SUPPLIED MATERIAL:

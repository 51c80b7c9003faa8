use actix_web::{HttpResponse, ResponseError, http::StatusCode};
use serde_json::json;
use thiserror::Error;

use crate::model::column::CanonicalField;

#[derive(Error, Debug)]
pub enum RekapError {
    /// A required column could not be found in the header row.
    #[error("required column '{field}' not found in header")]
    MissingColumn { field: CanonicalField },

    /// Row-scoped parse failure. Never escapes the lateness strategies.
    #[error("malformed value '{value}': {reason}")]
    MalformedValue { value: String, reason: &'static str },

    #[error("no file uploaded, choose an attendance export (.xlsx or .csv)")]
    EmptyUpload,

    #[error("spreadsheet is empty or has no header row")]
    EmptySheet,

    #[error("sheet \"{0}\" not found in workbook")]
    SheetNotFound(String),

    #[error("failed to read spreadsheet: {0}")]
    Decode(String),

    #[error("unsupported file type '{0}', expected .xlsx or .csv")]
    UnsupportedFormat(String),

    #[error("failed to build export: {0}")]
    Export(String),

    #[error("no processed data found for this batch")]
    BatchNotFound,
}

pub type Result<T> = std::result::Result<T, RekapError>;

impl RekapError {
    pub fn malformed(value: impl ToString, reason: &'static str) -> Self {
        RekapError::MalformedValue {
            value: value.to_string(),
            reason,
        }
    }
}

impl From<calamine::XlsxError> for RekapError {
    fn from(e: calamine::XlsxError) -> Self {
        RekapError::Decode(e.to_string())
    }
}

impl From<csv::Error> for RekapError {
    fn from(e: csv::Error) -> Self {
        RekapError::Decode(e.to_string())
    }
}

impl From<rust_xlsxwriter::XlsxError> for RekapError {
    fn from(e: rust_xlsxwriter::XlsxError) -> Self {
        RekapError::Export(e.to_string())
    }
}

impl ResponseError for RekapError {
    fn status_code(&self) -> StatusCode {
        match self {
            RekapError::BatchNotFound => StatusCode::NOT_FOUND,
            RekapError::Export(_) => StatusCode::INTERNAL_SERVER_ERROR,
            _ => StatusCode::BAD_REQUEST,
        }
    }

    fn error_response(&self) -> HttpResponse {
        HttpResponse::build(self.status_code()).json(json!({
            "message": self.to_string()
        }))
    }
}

==

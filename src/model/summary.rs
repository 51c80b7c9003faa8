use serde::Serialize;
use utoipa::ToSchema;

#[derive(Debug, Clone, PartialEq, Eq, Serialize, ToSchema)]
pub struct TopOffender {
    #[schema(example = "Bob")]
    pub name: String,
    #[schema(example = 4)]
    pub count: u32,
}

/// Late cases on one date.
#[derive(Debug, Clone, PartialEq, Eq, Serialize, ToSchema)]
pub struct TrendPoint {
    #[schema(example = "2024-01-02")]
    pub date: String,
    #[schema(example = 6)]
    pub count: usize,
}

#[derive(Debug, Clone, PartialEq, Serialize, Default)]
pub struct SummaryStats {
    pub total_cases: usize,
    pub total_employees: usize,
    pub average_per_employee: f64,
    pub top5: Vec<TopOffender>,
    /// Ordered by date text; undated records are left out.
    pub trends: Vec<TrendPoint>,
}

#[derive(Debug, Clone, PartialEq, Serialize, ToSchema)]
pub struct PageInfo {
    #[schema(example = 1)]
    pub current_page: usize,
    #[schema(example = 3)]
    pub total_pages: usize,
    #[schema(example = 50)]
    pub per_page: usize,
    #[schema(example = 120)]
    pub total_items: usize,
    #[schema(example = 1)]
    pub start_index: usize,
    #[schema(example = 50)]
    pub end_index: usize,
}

--

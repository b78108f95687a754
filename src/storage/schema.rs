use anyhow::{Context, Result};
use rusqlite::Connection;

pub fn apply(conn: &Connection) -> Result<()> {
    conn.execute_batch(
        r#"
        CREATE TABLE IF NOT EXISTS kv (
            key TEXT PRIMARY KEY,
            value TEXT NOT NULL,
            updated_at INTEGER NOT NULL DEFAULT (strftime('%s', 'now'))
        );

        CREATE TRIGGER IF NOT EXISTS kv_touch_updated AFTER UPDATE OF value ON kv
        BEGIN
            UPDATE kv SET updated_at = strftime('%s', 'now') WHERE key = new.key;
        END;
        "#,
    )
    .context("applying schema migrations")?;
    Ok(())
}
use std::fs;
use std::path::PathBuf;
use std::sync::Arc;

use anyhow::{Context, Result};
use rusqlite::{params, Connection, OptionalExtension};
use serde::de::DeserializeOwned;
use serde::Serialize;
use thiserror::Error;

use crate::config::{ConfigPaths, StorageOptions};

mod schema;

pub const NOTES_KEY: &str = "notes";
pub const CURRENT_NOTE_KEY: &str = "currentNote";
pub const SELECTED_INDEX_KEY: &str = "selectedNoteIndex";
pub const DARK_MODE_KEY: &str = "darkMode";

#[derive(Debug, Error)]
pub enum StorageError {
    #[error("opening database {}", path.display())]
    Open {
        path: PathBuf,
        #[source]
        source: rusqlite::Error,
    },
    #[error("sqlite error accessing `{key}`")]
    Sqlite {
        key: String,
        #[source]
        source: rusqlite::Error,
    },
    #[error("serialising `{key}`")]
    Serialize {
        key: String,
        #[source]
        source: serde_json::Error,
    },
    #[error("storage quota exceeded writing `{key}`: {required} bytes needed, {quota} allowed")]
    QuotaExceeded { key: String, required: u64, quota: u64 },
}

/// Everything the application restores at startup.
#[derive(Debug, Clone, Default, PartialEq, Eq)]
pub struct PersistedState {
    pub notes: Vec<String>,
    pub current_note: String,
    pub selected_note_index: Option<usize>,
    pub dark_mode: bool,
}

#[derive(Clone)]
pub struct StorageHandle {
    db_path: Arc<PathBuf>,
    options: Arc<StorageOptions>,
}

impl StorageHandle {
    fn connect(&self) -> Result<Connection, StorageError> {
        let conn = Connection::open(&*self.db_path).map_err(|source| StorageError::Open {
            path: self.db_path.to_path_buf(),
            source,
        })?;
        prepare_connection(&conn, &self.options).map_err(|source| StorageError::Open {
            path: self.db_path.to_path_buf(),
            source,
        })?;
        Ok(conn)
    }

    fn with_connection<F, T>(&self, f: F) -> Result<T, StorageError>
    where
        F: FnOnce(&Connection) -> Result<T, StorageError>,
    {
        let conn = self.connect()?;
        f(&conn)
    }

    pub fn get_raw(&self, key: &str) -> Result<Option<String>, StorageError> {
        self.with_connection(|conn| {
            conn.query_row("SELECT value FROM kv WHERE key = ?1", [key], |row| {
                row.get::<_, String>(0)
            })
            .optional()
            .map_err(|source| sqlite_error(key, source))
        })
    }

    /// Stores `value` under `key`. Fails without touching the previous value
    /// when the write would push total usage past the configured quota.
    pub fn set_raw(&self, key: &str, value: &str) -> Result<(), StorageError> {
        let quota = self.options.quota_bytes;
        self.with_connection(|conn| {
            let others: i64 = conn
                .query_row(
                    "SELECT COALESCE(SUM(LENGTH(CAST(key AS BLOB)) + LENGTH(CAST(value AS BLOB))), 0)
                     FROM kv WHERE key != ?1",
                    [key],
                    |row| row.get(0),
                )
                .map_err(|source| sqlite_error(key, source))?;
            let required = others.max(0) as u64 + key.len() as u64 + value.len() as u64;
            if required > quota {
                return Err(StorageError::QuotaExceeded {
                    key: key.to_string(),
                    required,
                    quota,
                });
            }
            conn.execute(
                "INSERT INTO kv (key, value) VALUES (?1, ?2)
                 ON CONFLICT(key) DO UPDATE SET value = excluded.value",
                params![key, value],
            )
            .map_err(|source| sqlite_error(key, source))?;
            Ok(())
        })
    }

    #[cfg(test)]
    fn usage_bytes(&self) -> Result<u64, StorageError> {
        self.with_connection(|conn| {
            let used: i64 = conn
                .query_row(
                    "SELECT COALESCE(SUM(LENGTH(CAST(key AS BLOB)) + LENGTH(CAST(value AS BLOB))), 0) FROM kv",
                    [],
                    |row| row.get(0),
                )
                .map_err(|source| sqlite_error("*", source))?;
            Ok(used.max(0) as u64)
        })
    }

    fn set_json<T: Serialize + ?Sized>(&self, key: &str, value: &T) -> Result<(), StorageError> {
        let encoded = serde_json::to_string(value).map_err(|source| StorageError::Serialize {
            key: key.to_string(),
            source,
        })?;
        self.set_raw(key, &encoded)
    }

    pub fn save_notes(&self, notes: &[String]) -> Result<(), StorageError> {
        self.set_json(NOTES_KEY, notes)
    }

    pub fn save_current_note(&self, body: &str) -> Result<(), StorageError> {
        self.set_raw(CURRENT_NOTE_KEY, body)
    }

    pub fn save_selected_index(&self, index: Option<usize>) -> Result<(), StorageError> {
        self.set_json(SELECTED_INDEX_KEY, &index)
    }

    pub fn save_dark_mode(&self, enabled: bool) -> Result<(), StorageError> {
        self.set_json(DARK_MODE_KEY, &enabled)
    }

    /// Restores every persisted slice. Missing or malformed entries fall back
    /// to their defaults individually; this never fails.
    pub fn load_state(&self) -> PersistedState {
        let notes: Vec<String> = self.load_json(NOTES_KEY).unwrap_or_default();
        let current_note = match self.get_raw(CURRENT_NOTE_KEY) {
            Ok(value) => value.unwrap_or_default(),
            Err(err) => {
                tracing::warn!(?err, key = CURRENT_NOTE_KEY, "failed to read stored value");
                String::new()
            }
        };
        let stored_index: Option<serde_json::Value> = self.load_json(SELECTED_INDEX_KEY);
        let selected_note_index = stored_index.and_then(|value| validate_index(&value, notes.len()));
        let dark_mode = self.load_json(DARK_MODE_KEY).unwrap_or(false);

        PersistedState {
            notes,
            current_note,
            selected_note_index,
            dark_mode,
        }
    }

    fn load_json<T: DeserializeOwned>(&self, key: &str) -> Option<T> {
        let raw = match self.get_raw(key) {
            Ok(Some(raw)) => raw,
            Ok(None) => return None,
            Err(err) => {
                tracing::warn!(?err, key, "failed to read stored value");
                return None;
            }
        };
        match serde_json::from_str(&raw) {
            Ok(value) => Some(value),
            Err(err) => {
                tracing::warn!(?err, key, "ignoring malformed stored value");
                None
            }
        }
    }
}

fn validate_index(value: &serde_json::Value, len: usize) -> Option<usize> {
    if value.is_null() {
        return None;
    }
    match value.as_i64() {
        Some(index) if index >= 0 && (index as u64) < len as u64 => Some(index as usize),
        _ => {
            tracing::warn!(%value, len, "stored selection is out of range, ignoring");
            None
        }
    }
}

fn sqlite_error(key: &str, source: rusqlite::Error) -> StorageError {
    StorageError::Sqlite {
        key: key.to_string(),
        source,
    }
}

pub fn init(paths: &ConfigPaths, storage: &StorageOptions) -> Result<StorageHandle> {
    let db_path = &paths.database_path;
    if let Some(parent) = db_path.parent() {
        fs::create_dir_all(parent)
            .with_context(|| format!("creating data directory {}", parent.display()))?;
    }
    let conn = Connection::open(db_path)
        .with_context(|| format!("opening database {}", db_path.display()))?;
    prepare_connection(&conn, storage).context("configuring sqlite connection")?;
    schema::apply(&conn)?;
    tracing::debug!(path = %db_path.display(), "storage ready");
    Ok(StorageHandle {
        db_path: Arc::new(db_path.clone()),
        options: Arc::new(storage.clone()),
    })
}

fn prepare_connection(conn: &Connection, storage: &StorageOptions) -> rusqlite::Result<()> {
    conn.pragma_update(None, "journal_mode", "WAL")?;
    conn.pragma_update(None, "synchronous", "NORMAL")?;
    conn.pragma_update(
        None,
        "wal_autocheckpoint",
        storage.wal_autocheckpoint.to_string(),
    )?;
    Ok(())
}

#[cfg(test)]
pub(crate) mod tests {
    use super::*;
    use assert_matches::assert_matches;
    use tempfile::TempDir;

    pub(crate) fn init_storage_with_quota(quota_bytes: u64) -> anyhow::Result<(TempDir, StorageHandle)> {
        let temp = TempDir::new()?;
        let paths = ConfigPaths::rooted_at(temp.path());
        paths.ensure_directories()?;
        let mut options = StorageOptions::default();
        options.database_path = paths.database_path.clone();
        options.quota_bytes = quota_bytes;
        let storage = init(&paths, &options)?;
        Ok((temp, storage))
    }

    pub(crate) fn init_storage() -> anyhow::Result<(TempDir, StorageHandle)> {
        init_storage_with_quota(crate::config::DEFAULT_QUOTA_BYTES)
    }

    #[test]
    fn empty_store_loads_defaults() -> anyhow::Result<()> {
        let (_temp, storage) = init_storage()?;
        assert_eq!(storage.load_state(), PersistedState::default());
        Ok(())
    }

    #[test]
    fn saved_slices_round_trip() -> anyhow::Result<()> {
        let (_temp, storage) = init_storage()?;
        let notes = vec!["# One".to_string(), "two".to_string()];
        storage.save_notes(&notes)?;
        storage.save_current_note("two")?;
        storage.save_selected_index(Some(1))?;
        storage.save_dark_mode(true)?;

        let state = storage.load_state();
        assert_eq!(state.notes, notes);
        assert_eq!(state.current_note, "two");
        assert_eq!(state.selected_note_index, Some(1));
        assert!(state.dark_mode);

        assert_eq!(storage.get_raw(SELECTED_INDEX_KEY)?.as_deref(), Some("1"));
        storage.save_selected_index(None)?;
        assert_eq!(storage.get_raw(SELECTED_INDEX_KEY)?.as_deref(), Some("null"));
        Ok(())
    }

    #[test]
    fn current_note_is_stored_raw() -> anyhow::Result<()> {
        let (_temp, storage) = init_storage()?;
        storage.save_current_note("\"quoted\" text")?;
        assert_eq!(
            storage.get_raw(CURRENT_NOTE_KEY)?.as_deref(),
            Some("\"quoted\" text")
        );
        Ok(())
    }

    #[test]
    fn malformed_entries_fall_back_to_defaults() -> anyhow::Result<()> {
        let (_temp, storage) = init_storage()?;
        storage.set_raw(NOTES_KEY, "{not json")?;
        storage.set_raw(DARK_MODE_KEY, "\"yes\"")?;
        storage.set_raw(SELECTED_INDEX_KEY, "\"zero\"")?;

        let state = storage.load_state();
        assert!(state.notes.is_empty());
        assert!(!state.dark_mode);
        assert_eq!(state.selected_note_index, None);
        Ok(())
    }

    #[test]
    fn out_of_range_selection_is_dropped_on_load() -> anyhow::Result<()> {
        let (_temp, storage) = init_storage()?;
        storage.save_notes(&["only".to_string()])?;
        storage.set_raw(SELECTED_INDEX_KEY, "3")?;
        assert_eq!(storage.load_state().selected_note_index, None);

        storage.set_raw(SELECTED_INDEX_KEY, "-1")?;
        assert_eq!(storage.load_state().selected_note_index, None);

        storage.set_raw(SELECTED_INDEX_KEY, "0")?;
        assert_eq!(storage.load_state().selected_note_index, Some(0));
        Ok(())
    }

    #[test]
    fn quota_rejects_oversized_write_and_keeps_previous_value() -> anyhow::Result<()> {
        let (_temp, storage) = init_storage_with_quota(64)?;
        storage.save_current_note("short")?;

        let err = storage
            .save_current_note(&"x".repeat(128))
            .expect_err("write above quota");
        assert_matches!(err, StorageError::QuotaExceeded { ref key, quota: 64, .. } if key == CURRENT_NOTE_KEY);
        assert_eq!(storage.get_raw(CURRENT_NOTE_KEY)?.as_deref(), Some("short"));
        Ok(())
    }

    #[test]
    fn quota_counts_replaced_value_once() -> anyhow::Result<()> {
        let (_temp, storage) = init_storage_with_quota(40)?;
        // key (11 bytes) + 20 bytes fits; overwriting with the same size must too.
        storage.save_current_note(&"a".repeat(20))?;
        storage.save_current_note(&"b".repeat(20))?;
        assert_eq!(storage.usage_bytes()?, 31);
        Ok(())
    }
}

TASK STATEMENT: Tally the lines in the listing that hold the string "const"; your reply is that total alone.

OUTPUT FOR THIS TASK: 4